Re: How to control the commit of text edit field with binding?
Re: How to control the commit of text edit field with binding?
- Subject: Re: How to control the commit of text edit field with binding?
- From: mmalcolm crawford <email@hidden>
- Date: Sat, 6 May 2006 10:23:14 -0700
On May 6, 2006, at 4:29 AM, Dustin Voss wrote:
On 6 May 2006, at 1:54 AM, mmalcolm crawford wrote:
... why not just let the object controller manage its own object
-- a dictionary, or a temporary instance of the correct class?
Well, you mention validation. And, personally, I prefer keeping the
number of strings floating around -- in this case dictionary keys
-- to a minimum.
Its not clear what the relevance is here. You're using bindings.
You're using KVC. You already have strings.
I think I'm trying to swim against the tide on that, though.
Finally, there might be a need to use older outlet-based tricks,
which would be hard to do if the outlets are dictionary values. :)
It's not clear what "tricks" you might have to do that require
outlets? Moreover, in general UI elements should always be bound to
NSController instances so that you benefit from the functionality
they provide.
No, you could use bindings is you use the key-path 'self'.
Ah, I was not aware of this key-path. Where is it documented?
<http://developer.apple.com/documentation/Cocoa/Reference/Foundation/
ObjC_classic/Protocols/NSObjectProtocol.html#//apple_ref/occ/intfm/
NSObject/self>
But in your case, involving defaults, you probably want to keep
the settings in a dictionary anyway to map setting to value. So
just make the dictionary a property of the window controller, and
bind NSObjectController's contentObject binding to that
dictionary. Then each control's content can be bound to the
actual user default key through the NSObjectController.
No, if you're using NSUserDefaultsController, use the API it
provides.
What I am suggesting is an alternative to NSUserDefaultsController.
Since NSObjectController is taking on the controller role here,
there is no reason not to use NSUserDefaults.
NSUSerDefaultsController already provides API to do exactly what's
required. It's not clear why you would want to complicate things by
introducing another controller?
Of course, it looks like James B. has already implemented an
NSUserDefaultsController-style solution... but my suggestion is a
way for other OK/Cancel-type dialogs to use bindings.
Again, if you want to do this it would be better to interpose a
temporary proxy object and an NSObjectController instance.
You still have to copy defaults from NSUserDefaults to your
dictionary, and vice versa, but that is easy. Just make an array
of the user default keys of interest and loop through that to set
your dictionary, and to copy the other way, loop through the
dictionary's keys to set the corresponding NSUserDefaults entry.

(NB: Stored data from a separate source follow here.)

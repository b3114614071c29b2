mod helpers;

use axum::body::Body;
use axum::http::{Request, StatusCode};
use axum::Router;
use helpers::{completion_body, llm_config, local_memory, test_config, MEM0_KEY};
use httpmock::prelude::*;
use memchat::chat::ChatOrchestrator;
use memchat::llm::ChatClient;
use memchat::memory::local::LocalStore;
use memchat::memory::{BackendKind, MemoryStore};
use memchat::server::{router, AppState};
use serde_json::{json, Value};
use std::path::Path;
use std::sync::Arc;
use std::time::Duration;
use tempfile::TempDir;
use tower::ServiceExt;

fn app_state(memory: MemoryStore, llm_url: &str) -> AppState {
    let llm = ChatClient::new(&llm_config(llm_url)).unwrap();
    let orchestrator = ChatOrchestrator::new(Arc::new(memory), Arc::new(llm));
    AppState::new(orchestrator, "default_user")
}

fn test_app(dir: &Path, llm_url: &str) -> Router {
    router(Arc::new(app_state(local_memory(dir), llm_url)))
}

async fn new_session(app: &Router) -> String {
    let (status, session) = send(app, "POST", "/api/session", None).await;
    assert_eq!(status, StatusCode::OK);
    session["session_id"].as_str().unwrap().to_string()
}

async fn send(app: &Router, method: &str, uri: &str, body: Option<Value>) -> (StatusCode, Value) {
    let builder = Request::builder().method(method).uri(uri);
    let request = match body {
        Some(json) => builder
            .header("content-type", "application/json")
            .body(Body::from(json.to_string()))
            .unwrap(),
        None => builder.body(Body::empty()).unwrap(),
    };

    let response = app.clone().oneshot(request).await.unwrap();
    let status = response.status();
    let bytes = axum::body::to_bytes(response.into_body(), usize::MAX)
        .await
        .unwrap();
    let value = if bytes.is_empty() {
        Value::Null
    } else {
        serde_json::from_slice(&bytes).unwrap_or(Value::Null)
    };
    (status, value)
}

#[tokio::test]
async fn index_serves_the_chat_page() {
    let tmp = TempDir::new().unwrap();
    let app = test_app(tmp.path(), "http://unused");

    let response = app
        .oneshot(Request::builder().uri("/").body(Body::empty()).unwrap())
        .await
        .unwrap();
    assert_eq!(response.status(), StatusCode::OK);

    let bytes = axum::body::to_bytes(response.into_body(), usize::MAX)
        .await
        .unwrap();
    let html = String::from_utf8(bytes.to_vec()).unwrap();
    assert!(html.contains("Chatbot with Persistent Memory"));
    assert!(html.contains("Test connection"));
    assert!(html.contains("Connection test failed"));
    assert!(html.contains("sendButton.disabled = true"));
}

#[tokio::test]
async fn session_chat_and_history_flow() {
    let server = MockServer::start();
    let _completion = server.mock(|when, then| {
        when.method(POST).path("/chat/completions");
        then.status(200).json_body(completion_body("Hello Alex!"));
    });

    let tmp = TempDir::new().unwrap();
    let app = test_app(tmp.path(), &server.base_url());

    let (status, session) = send(&app, "POST", "/api/session", None).await;
    assert_eq!(status, StatusCode::OK);
    assert_eq!(session["user_id"], "default_user");
    assert_eq!(session["backend"], "local");
    let session_id = session["session_id"].as_str().unwrap().to_string();

    let (status, chat) = send(
        &app,
        "POST",
        "/api/chat",
        Some(json!({"session_id": session_id, "user_id": "alex", "message": "Hi, I'm Alex"})),
    )
    .await;
    assert_eq!(status, StatusCode::OK);
    assert_eq!(chat["reply"], "Hello Alex!");
    assert_eq!(chat["messages"].as_array().unwrap().len(), 2);

    let (status, history) = send(
        &app,
        "GET",
        &format!("/api/history?session_id={session_id}"),
        None,
    )
    .await;
    assert_eq!(status, StatusCode::OK);
    assert_eq!(
        history["messages"],
        json!([
            {"role": "user", "content": "Hi, I'm Alex"},
            {"role": "assistant", "content": "Hello Alex!"}
        ])
    );

    // The exchange was remembered under the sidebar user id.
    let stored = local_memory(tmp.path()).list("alex").await.unwrap();
    assert_eq!(stored, vec!["user: Hi, I'm Alex", "assistant: Hello Alex!"]);
}

#[tokio::test]
async fn unknown_session_is_not_found() {
    let tmp = TempDir::new().unwrap();
    let app = test_app(tmp.path(), "http://unused");

    let (status, body) = send(
        &app,
        "POST",
        "/api/chat",
        Some(json!({"session_id": "0190d5b4-7c1e-7000-8000-000000000000", "message": "hi"})),
    )
    .await;
    assert_eq!(status, StatusCode::NOT_FOUND);
    assert_eq!(body["code"], "session_not_found");
}

#[tokio::test]
async fn empty_message_is_bad_request() {
    let tmp = TempDir::new().unwrap();
    let app = test_app(tmp.path(), "http://unused");
    let (_, session) = send(&app, "POST", "/api/session", None).await;

    let (status, body) = send(
        &app,
        "POST",
        "/api/chat",
        Some(json!({"session_id": session["session_id"], "message": "   "})),
    )
    .await;
    assert_eq!(status, StatusCode::BAD_REQUEST);
    assert_eq!(body["code"], "bad_request");
}

#[tokio::test]
async fn model_failure_is_bad_gateway_and_keeps_history() {
    let server = MockServer::start();
    let _completion = server.mock(|when, then| {
        when.method(POST).path("/chat/completions");
        then.status(500).body("upstream down");
    });

    let tmp = TempDir::new().unwrap();
    let app = test_app(tmp.path(), &server.base_url());
    let (_, session) = send(&app, "POST", "/api/session", None).await;
    let session_id = session["session_id"].as_str().unwrap().to_string();

    let (status, body) = send(
        &app,
        "POST",
        "/api/chat",
        Some(json!({"session_id": session_id, "message": "hello"})),
    )
    .await;
    assert_eq!(status, StatusCode::BAD_GATEWAY);
    assert_eq!(body["code"], "upstream_error");

    let (_, history) = send(
        &app,
        "GET",
        &format!("/api/history?session_id={session_id}"),
        None,
    )
    .await;
    assert_eq!(history["messages"], json!([]));
}

#[tokio::test]
async fn clear_memory_defaults_to_configured_user_and_is_idempotent() {
    let tmp = TempDir::new().unwrap();
    let memory = local_memory(tmp.path());
    memory.add("default_user", "likes hiking").await.unwrap();
    memory.add("alex", "likes chess").await.unwrap();

    let app = test_app(tmp.path(), "http://unused");

    let (status, body) = send(&app, "POST", "/api/memory/clear", None).await;
    assert_eq!(status, StatusCode::OK);
    assert_eq!(body, json!({"user_id": "default_user", "backend": "local", "cleared": true}));

    let (status, _) = send(&app, "POST", "/api/memory/clear", Some(json!({}))).await;
    assert_eq!(status, StatusCode::OK);

    assert!(memory.list("default_user").await.unwrap().is_empty());
    assert_eq!(memory.list("alex").await.unwrap(), vec!["likes chess"]);
}

#[tokio::test]
async fn status_reports_both_checks() {
    let server = MockServer::start();
    let models = server.mock(|when, then| {
        when.method(GET)
            .path("/models")
            .header("authorization", "Bearer gsk-test");
        then.status(200).json_body(json!({"object": "list", "data": []}));
    });

    let tmp = TempDir::new().unwrap();
    let app = test_app(tmp.path(), &server.base_url());

    let (status, report) = send(&app, "GET", "/api/status", None).await;
    assert_eq!(status, StatusCode::OK);
    assert_eq!(report["backend"], "local");
    assert_eq!(report["memory"]["ok"], true);
    assert_eq!(report["llm"]["ok"], true);
    models.assert_calls(1);
}

#[tokio::test]
async fn status_reports_llm_failure_detail() {
    let server = MockServer::start();
    let _models = server.mock(|when, then| {
        when.method(GET).path("/models");
        then.status(401).json_body(json!({"error": {"message": "Invalid API Key"}}));
    });

    let tmp = TempDir::new().unwrap();
    let app = test_app(tmp.path(), &server.base_url());

    let (status, report) = send(&app, "GET", "/api/status", None).await;
    assert_eq!(status, StatusCode::OK);
    assert_eq!(report["llm"]["ok"], false);
    assert!(report["llm"]["detail"].as_str().unwrap().contains("401"));
}

#[tokio::test]
async fn overlapping_turns_on_one_session_keep_both_exchanges() {
    let server = MockServer::start();
    // Slow replies keep the first turn in flight while the second arrives.
    let completion = server.mock(|when, then| {
        when.method(POST).path("/chat/completions");
        then.status(200)
            .delay(Duration::from_millis(300))
            .json_body(completion_body("reply"));
    });

    let tmp = TempDir::new().unwrap();
    let app = test_app(tmp.path(), &server.base_url());
    let session_id = new_session(&app).await;

    let ((first, _), (second, _)) = tokio::join!(
        send(
            &app,
            "POST",
            "/api/chat",
            Some(json!({"session_id": session_id, "message": "first"}))
        ),
        send(
            &app,
            "POST",
            "/api/chat",
            Some(json!({"session_id": session_id, "message": "second"}))
        )
    );
    assert_eq!(first, StatusCode::OK);
    assert_eq!(second, StatusCode::OK);

    let (_, history) = send(
        &app,
        "GET",
        &format!("/api/history?session_id={session_id}"),
        None,
    )
    .await;
    let messages = history["messages"].as_array().unwrap();
    assert_eq!(messages.len(), 4);
    let users: Vec<&str> = messages
        .iter()
        .filter(|m| m["role"] == "user")
        .map(|m| m["content"].as_str().unwrap())
        .collect();
    assert!(users.contains(&"first"));
    assert!(users.contains(&"second"));

    let stored = local_memory(tmp.path()).list("default_user").await.unwrap();
    assert_eq!(stored.len(), 4);
    completion.assert_calls(2);
}

#[tokio::test]
async fn idle_sessions_are_dropped_when_a_new_one_starts() {
    let tmp = TempDir::new().unwrap();
    let state = app_state(local_memory(tmp.path()), "http://unused").with_session_ttl(Duration::ZERO);
    let state = Arc::new(state);
    let app = router(Arc::clone(&state));

    let stale = new_session(&app).await;
    assert_eq!(state.session_count(), 1);

    let fresh = new_session(&app).await;
    assert_eq!(state.session_count(), 1);

    let (status, body) = send(&app, "GET", &format!("/api/history?session_id={stale}"), None).await;
    assert_eq!(status, StatusCode::NOT_FOUND);
    assert_eq!(body["code"], "session_not_found");

    let (status, _) = send(&app, "GET", &format!("/api/history?session_id={fresh}"), None).await;
    assert_eq!(status, StatusCode::OK);
}

#[tokio::test]
async fn active_sessions_survive_new_session_creation() {
    let tmp = TempDir::new().unwrap();
    let state = Arc::new(app_state(local_memory(tmp.path()), "http://unused"));
    let app = router(Arc::clone(&state));

    let first = new_session(&app).await;
    let _second = new_session(&app).await;
    assert_eq!(state.session_count(), 2);

    let (status, _) = send(&app, "GET", &format!("/api/history?session_id={first}"), None).await;
    assert_eq!(status, StatusCode::OK);
}

#[tokio::test]
async fn malformed_chat_body_is_json_bad_request() {
    let tmp = TempDir::new().unwrap();
    let app = test_app(tmp.path(), "http://unused");

    let (status, body) = send(&app, "POST", "/api/chat", Some(json!({"message": "hi"}))).await;
    assert_eq!(status, StatusCode::BAD_REQUEST);
    assert_eq!(body["code"], "bad_request");
    assert!(body["message"].as_str().unwrap().contains("session_id"));

    let (status, body) = send(
        &app,
        "POST",
        "/api/chat",
        Some(json!({"session_id": "not-a-uuid", "message": "hi"})),
    )
    .await;
    assert_eq!(status, StatusCode::BAD_REQUEST);
    assert_eq!(body["code"], "bad_request");
}

#[tokio::test]
async fn malformed_history_query_is_json_bad_request() {
    let tmp = TempDir::new().unwrap();
    let app = test_app(tmp.path(), "http://unused");

    let (status, body) = send(&app, "GET", "/api/history?session_id=nope", None).await;
    assert_eq!(status, StatusCode::BAD_REQUEST);
    assert_eq!(body["code"], "bad_request");

    let (status, body) = send(&app, "GET", "/api/history", None).await;
    assert_eq!(status, StatusCode::BAD_REQUEST);
    assert_eq!(body["code"], "bad_request");
}

#[tokio::test]
async fn status_reports_unreadable_local_store() {
    let server = MockServer::start();
    let _models = server.mock(|when, then| {
        when.method(GET).path("/models");
        then.status(200).json_body(json!({"object": "list", "data": []}));
    });

    let tmp = TempDir::new().unwrap();
    let path = tmp.path().join("memories.json");
    std::fs::write(&path, "{ truncated").unwrap();
    let memory = MemoryStore::local(LocalStore::new(&path), 3);
    let app = router(Arc::new(app_state(memory, &server.base_url())));

    let (status, report) = send(&app, "GET", "/api/status", None).await;
    assert_eq!(status, StatusCode::OK);
    assert_eq!(report["backend"], "local");
    assert_eq!(report["memory"]["ok"], false);
    assert!(!report["memory"]["detail"].as_str().unwrap().is_empty());
    assert_eq!(report["llm"]["ok"], true);
}

#[tokio::test]
async fn status_reports_cloud_ping_failure_without_switching_backend() {
    let server = MockServer::start();
    let mut ping = server.mock(|when, then| {
        when.method(GET).path("/v1/ping/");
        then.status(200).json_body(json!({"status": "ok"}));
    });
    let _models = server.mock(|when, then| {
        when.method(GET).path("/models");
        then.status(200).json_body(json!({"object": "list", "data": []}));
    });

    let tmp = TempDir::new().unwrap();
    let config = test_config(tmp.path(), &server.base_url(), Some(MEM0_KEY), &server.base_url());
    let memory = MemoryStore::connect(&config).await;
    assert_eq!(memory.backend(), BackendKind::Cloud);
    let app = router(Arc::new(app_state(memory, &server.base_url())));

    let (_, report) = send(&app, "GET", "/api/status", None).await;
    assert_eq!(report["backend"], "cloud");
    assert_eq!(report["memory"]["ok"], true);
    ping.assert_calls(2);

    ping.delete();
    let _down = server.mock(|when, then| {
        when.method(GET).path("/v1/ping/");
        then.status(503).body("service unavailable");
    });

    let (status, report) = send(&app, "GET", "/api/status", None).await;
    assert_eq!(status, StatusCode::OK);
    assert_eq!(report["backend"], "cloud");
    assert_eq!(report["memory"]["ok"], false);
    assert!(report["memory"]["detail"].as_str().unwrap().contains("503"));
}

No, if you do ever need to update an object using a dictionary,
use the API key-value coding provides:
<http://developer.apple.com/documentation/Cocoa/Reference/
Foundation/ObjC_classic/Protocols/NSKeyValueCoding.html#//
apple_ref/occ/instm/NSObject/setValuesForKeysWithDictionary:>
I don't believe that NSUserDefaults is KVC compliant. I don't see
that it implements valueForKey: or setValue:forKey:. If it is KVC-
compliant, the API you linked would obviously be better.
I misunderstood what you meant. It's not clear again why you would
start using NSUserDefaults directly instead of
NSUserDefaultsController. In the latter case, you can update
'values' using setValuesForKeysWithDictionary:. And if you're using
a proxy dictionary to store values until an OK button is pressed,
then it's easiest to update the target object's values using KVC.